Pendant les quinze prochaines minutes, je vous en dirai un peu plus sur mon organisation et sur les technologies novatrices qui touchent actuellement divers secteurs, sur la manière dont nous gérons la réglementation des nouvelles technologies dans le secteur nucléaire du Canada, sur les répercussions potentielles de la mauvaise gestion de l’innovation et sur l’importance de la collaboration.

La CCSN et ses priorités

Je suis convaincue que vous connaissez tous la CCSN, donc je vous dirai seulement que nous sommes l’organisme de réglementation nucléaire indépendant du Canada et que notre mandat est la sûreté.
Plus de 900 employés partout au pays veillent avec assiduité à ce que les décisions d’autorisation et les conditions imposées par notre Commission formée de sept membres soient appliquées et respectées en tout temps par les titulaires de permis.

Les quatre grandes priorités de la CCSN consistent à appliquer une approche moderne en matière de réglementation nucléaire, à être un organisme de réglementation fiable, à maintenir notre influence mondiale et à améliorer l’efficacité de notre gestion. En plus de ces priorités, j’ai pris un engagement personnel à promouvoir les carrières en science, technologie, ingénierie et mathématiques – ou STIM – pour les femmes et les filles. En tant qu’ingénieure ayant une expérience de près de 40 ans au sein du secteur nucléaire, je constate que des mesures ont été prises pour éliminer les obstacles pour les femmes en STIM.
Mais nous avons encore beaucoup à faire à cet égard. Je mets chaque personne ici présente au défi d’être un allié et de poser des gestes concrets pour promouvoir l’équité des genres dans nos milieux de travail.

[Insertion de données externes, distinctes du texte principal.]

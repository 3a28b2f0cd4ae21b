use std::fs;
use std::io::{self, Write};
use std::path::{Path, PathBuf};
use std::sync::Mutex;

use ::zip::write::ZipWriter;
use async_trait::async_trait;
use serde_json::json;
use tempfile::TempDir;

use crate::*;


const CREDENTIALS: &str = r#"{"username":"user","key":"key"}"#;

fn write_credentials(path: &Path) -> io::Result<()> {
    if let Some(parent) = path.parent() {
        fs::create_dir_all(parent)?;
    }
    fs::write(path, CREDENTIALS)
}

fn write_zip(path: &Path, entries: &[(&str, &str)]) -> io::Result<()> {
    let file = fs::File::create(path)?;
    let mut zip = ZipWriter::new(file);
    for (name, content) in entries {
        zip.start_file(*name, Default::default())?;
        zip.write_all(content.as_bytes())?;
    }
    zip.finish()?;
    Ok(())
}

/// Kaggle stand-in: "downloads" a single `data.csv` unless the dataset name
/// is listed in `missing`.
#[derive(Default)]
struct FakeKaggle {
    missing: Vec<String>,
    authentications: usize,
    downloads: Mutex<Vec<String>>,
}

#[async_trait]
impl KaggleApi for FakeKaggle {
    async fn authenticate(&mut self) -> Result<(), FetchError> {
        self.authentications += 1;
        Ok(())
    }

    async fn dataset_download_files(
        &self,
        dataset: &KaggleDatasetId,
        path: &Path,
    ) -> Result<(), FetchError> {
        self.downloads.lock().unwrap().push(dataset.to_string());
        if self.missing.contains(&dataset.name) {
            return Err(FetchError::Status {
                url: format!("https://example.invalid/{}", dataset),
                status: 404,
                body: "Not found".to_string(),
            });
        }
        fs::write(path.join("data.csv"), "text,label\nhello,0\n")?;
        Ok(())
    }
}

/// Hub stand-in returning a train/test dataset for every id.
#[derive(Default)]
struct FakeHub {
    loads: Mutex<Vec<String>>,
}

fn train_test_dataset() -> Dataset {
    let columns = vec!["text".to_string(), "label".to_string()];
    let mut train = Partition::new("train", columns.clone());
    train.rows.push(vec![json!("menang besar"), json!(1)]);
    train.rows.push(vec![json!("halo, apa kabar"), json!(0)]);
    let mut test = Partition::new("test", columns);
    test.rows.push(vec![json!("slot gacor"), json!(1)]);
    Dataset {
        partitions: vec![train, test],
    }
}

#[async_trait]
impl DatasetHub for FakeHub {
    async fn load_dataset(&self, dataset: &HubDatasetId) -> Result<Dataset, FetchError> {
        self.loads.lock().unwrap().push(dataset.to_string());
        Ok(train_test_dataset())
    }
}

#[test]
fn test_dataset_dir_is_deterministic() {
    let layout = OutputLayout::new("datasets");
    let a = layout.dataset_dir(Source::Kaggle, "judionline");
    let b = layout.dataset_dir(Source::Kaggle, "judionline");
    assert_eq!(a, b);
    assert_eq!(a, PathBuf::from("datasets/kaggle/judionline"));
    assert_eq!(
        layout.dataset_dir(Source::HuggingFace, "judionline"),
        PathBuf::from("datasets/huggingface/judionline")
    );
}

#[test]
fn test_bootstrap_creates_source_dirs() -> Result<(), FetchError> {
    let temp_dir = TempDir::new()?;
    let layout = OutputLayout::new(temp_dir.path().join("datasets"));

    layout.bootstrap()?;
    layout.bootstrap()?;

    assert!(temp_dir.path().join("datasets/kaggle").is_dir());
    assert!(temp_dir.path().join("datasets/huggingface").is_dir());
    Ok(())
}

#[test]
fn test_kaggle_identifier_parsing() {
    let id: KaggleDatasetId = "yaemico/judionline".parse().unwrap();
    assert_eq!(id.owner, "yaemico");
    assert_eq!(id.name, "judionline");
    assert_eq!(id.to_string(), "yaemico/judionline");

    for bad in ["judionline", "a/b/c", "/name", "owner/", ""] {
        assert!(
            matches!(bad.parse::<KaggleDatasetId>(), Err(FetchError::InvalidIdentifier(_))),
            "{:?} should be rejected",
            bad
        );
    }
}

#[test]
fn test_hub_identifier_name() {
    let namespaced = HubDatasetId::new("KagChi/indonesian-gambling-words").unwrap();
    assert_eq!(namespaced.name(), "indonesian-gambling-words");

    let bare = HubDatasetId::new("imdb").unwrap();
    assert_eq!(bare.name(), "imdb");

    assert!(HubDatasetId::new("").is_err());
    assert!(HubDatasetId::new("owner/").is_err());
}

#[cfg(unix)]
fn mode_of(path: &Path) -> u32 {
    use std::os::unix::fs::PermissionsExt;
    fs::metadata(path).unwrap().permissions().mode() & 0o777
}

#[test]
fn test_provision_copies_fallback() -> Result<(), FetchError> {
    let temp_dir = TempDir::new()?;
    let fallback = temp_dir.path().join("project/kaggle.json");
    write_credentials(&fallback)?;
    let expected = temp_dir.path().join("home/.kaggle/kaggle.json");

    let provisioner = CredentialProvisioner::new(expected.clone(), vec![fallback.clone()]);

    assert_eq!(
        provisioner.provision()?,
        Provisioned::Copied {
            from: fallback.clone()
        }
    );
    assert_eq!(fs::read_to_string(&expected)?, CREDENTIALS);
    #[cfg(unix)]
    assert_eq!(mode_of(&expected), 0o600);

    // A second run finds the file in place.
    assert_eq!(provisioner.provision()?, Provisioned::AlreadyPresent);
    #[cfg(unix)]
    assert_eq!(mode_of(&expected), 0o600);
    Ok(())
}

#[test]
fn test_provision_keeps_existing_file() -> Result<(), FetchError> {
    let temp_dir = TempDir::new()?;
    let fallback = temp_dir.path().join("kaggle.json");
    write_credentials(&fallback)?;
    let expected = temp_dir.path().join(".kaggle/kaggle.json");
    fs::create_dir_all(expected.parent().unwrap())?;
    fs::write(&expected, r#"{"username":"other","key":"secret"}"#)?;

    let provisioner = CredentialProvisioner::new(expected.clone(), vec![fallback]);

    assert_eq!(provisioner.provision()?, Provisioned::AlreadyPresent);
    assert_eq!(
        fs::read_to_string(&expected)?,
        r#"{"username":"other","key":"secret"}"#
    );
    Ok(())
}

#[test]
fn test_provision_tries_fallbacks_in_order() -> Result<(), FetchError> {
    let temp_dir = TempDir::new()?;
    let absent = temp_dir.path().join("cwd/kaggle.json");
    let bundled = temp_dir.path().join("bin/kaggle.json");
    write_credentials(&bundled)?;
    let expected = temp_dir.path().join(".kaggle/kaggle.json");

    let provisioner = CredentialProvisioner::new(expected.clone(), vec![absent, bundled.clone()]);

    assert_eq!(provisioner.provision()?, Provisioned::Copied { from: bundled });
    assert!(expected.is_file());
    Ok(())
}

#[test]
fn test_provision_without_any_credentials_is_fatal() -> io::Result<()> {
    let temp_dir = TempDir::new()?;
    let expected = temp_dir.path().join(".kaggle/kaggle.json");
    let provisioner =
        CredentialProvisioner::new(expected.clone(), vec![temp_dir.path().join("kaggle.json")]);

    let err = provisioner.provision().unwrap_err();
    assert!(matches!(err, FetchError::MissingCredentials { .. }));
    assert!(err.is_fatal());
    assert!(!expected.exists());
    Ok(())
}

#[test]
fn test_credentials_authorization_header() -> Result<(), FetchError> {
    let temp_dir = TempDir::new()?;
    let path = temp_dir.path().join("kaggle.json");
    write_credentials(&path)?;

    let credentials = KaggleCredentials::load(&path)?;
    assert_eq!(credentials.username, "user");
    assert_eq!(credentials.authorization_header(), "Basic dXNlcjprZXk=");
    assert!(!format!("{:?}", credentials).contains("\"key\""));
    Ok(())
}

#[test]
fn test_unzip_into_overwrites() -> Result<(), FetchError> {
    let temp_dir = TempDir::new()?;
    let zip_path = temp_dir.path().join("test.zip");
    write_zip(
        &zip_path,
        &[("test1.txt", "Test content 1"), ("nested/test2.txt", "Test content 2")],
    )?;

    let extract_dir = temp_dir.path().join("extract");
    fs::create_dir(&extract_dir)?;
    fs::write(extract_dir.join("test1.txt"), "stale")?;

    let entries = unzip_into(&zip_path, &extract_dir)?;

    assert_eq!(entries, 2);
    assert_eq!(fs::read_to_string(extract_dir.join("test1.txt"))?, "Test content 1");
    assert_eq!(
        fs::read_to_string(extract_dir.join("nested/test2.txt"))?,
        "Test content 2"
    );
    Ok(())
}

#[test]
fn test_unzip_rejects_non_archive() -> Result<(), FetchError> {
    let temp_dir = TempDir::new()?;
    let bogus = temp_dir.path().join("bogus.zip");
    fs::write(&bogus, "<html>not found</html>")?;

    let err = unzip_into(&bogus, temp_dir.path()).unwrap_err();
    assert!(matches!(err, FetchError::Zip(_)));
    Ok(())
}

#[test]
fn test_export_writes_one_csv_per_partition() -> Result<(), FetchError> {
    let temp_dir = TempDir::new()?;

    let written = train_test_dataset().export_csv(temp_dir.path())?;

    assert_eq!(
        written,
        vec![temp_dir.path().join("train.csv"), temp_dir.path().join("test.csv")]
    );
    let mut names: Vec<String> = fs::read_dir(temp_dir.path())?
        .map(|e| e.unwrap().file_name().to_string_lossy().into_owned())
        .collect();
    names.sort();
    assert_eq!(names, vec!["test.csv", "train.csv"]);

    assert_eq!(
        fs::read_to_string(temp_dir.path().join("train.csv"))?,
        "text,label\nmenang besar,1\n\"halo, apa kabar\",0\n"
    );
    assert_eq!(
        fs::read_to_string(temp_dir.path().join("test.csv"))?,
        "text,label\nslot gacor,1\n"
    );
    Ok(())
}

#[test]
fn test_empty_partition_writes_header_only() -> Result<(), FetchError> {
    let temp_dir = TempDir::new()?;
    let path = temp_dir.path().join("validation.csv");

    Partition::new("validation", vec!["text".to_string()]).write_csv(&path)?;

    assert_eq!(fs::read_to_string(&path)?, "text\n");
    Ok(())
}

#[test]
fn test_render_cell() {
    assert_eq!(render_cell(&json!(null)), "");
    assert_eq!(render_cell(&json!(true)), "True");
    assert_eq!(render_cell(&json!(false)), "False");
    assert_eq!(render_cell(&json!(3)), "3");
    assert_eq!(render_cell(&json!(0.5)), "0.5");
    assert_eq!(render_cell(&json!("judi")), "judi");
    assert_eq!(render_cell(&json!(["a", 1])), r#"["a",1]"#);
}

#[test]
fn test_error_classification() {
    let status = |status| FetchError::Status {
        url: "https://example.invalid".to_string(),
        status,
        body: String::new(),
    };

    assert!(status(503).is_transient());
    assert!(status(429).is_transient());
    assert!(!status(404).is_transient());
    assert!(!status(401).is_transient());
    assert!(!status(404).is_fatal());
    assert!(!FetchError::InvalidIdentifier("x".to_string()).is_transient());
    assert!(FetchError::HomeDirUnknown.is_fatal());
}

#[test]
fn test_kaggle_download_url() {
    let client = KaggleClient::new(
        reqwest::Client::new(),
        "https://www.kaggle.com/",
        PathBuf::from("kaggle.json"),
    );
    let id: KaggleDatasetId = "yaemico/deteksi-judi-online".parse().unwrap();
    assert_eq!(
        client.download_url(&id),
        "https://www.kaggle.com/api/v1/datasets/download/yaemico/deteksi-judi-online"
    );
}

#[tokio::test]
async fn test_kaggle_authenticate_reads_config() -> Result<(), FetchError> {
    let temp_dir = TempDir::new()?;
    let config = temp_dir.path().join("kaggle.json");

    let mut missing = KaggleClient::new(reqwest::Client::new(), KAGGLE_API_BASE_URL, config.clone());
    assert!(matches!(missing.authenticate().await, Err(FetchError::Io(_))));

    write_credentials(&config)?;
    let mut client = KaggleClient::new(reqwest::Client::new(), KAGGLE_API_BASE_URL, config);
    client.authenticate().await?;
    client.authenticate().await?;
    Ok(())
}

#[test]
fn test_hardcoded_settings() -> Result<(), FetchError> {
    let settings = Settings::hardcoded()?;

    assert_eq!(settings.output_root, PathBuf::from(DATASETS_DIR));
    assert_eq!(settings.kaggle_datasets, KAGGLE_DATASETS);
    assert_eq!(settings.hub_datasets, HUB_DATASETS);
    assert_eq!(settings.kaggle_base_url, KAGGLE_API_BASE_URL);
    assert_eq!(settings.hub_base_url, HF_DATASETS_SERVER_BASE_URL);
    assert!(settings.kaggle_config_path.ends_with(".kaggle/kaggle.json"));
    assert_eq!(settings.kaggle_fallback_paths[0], PathBuf::from("kaggle.json"));
    Ok(())
}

Grâce à ces priorités, nous pourrons continuer à appliquer, dans tout ce que nous faisons, des pratiques réglementaires axées sur la science et le risque et qui sont éprouvées sur le plan technique.
Ces pratiques nous aideront aussi à faire preuve d’une plus grande souplesse et à gérer un effectif et un secteur en évolution. Grâce à une telle souplesse, nous pourrons évaluer les répercussions, sur la réglementation, des technologies nucléaires nouvelles et novatrices, tout en tenant compte des incertitudes. Comme vous le savez, les technologies novatrices et révolutionnaires sont les vecteurs d’un changement effréné dans plusieurs secteurs, et nous pouvons nous attendre à ce même changement dans le secteur nucléaire.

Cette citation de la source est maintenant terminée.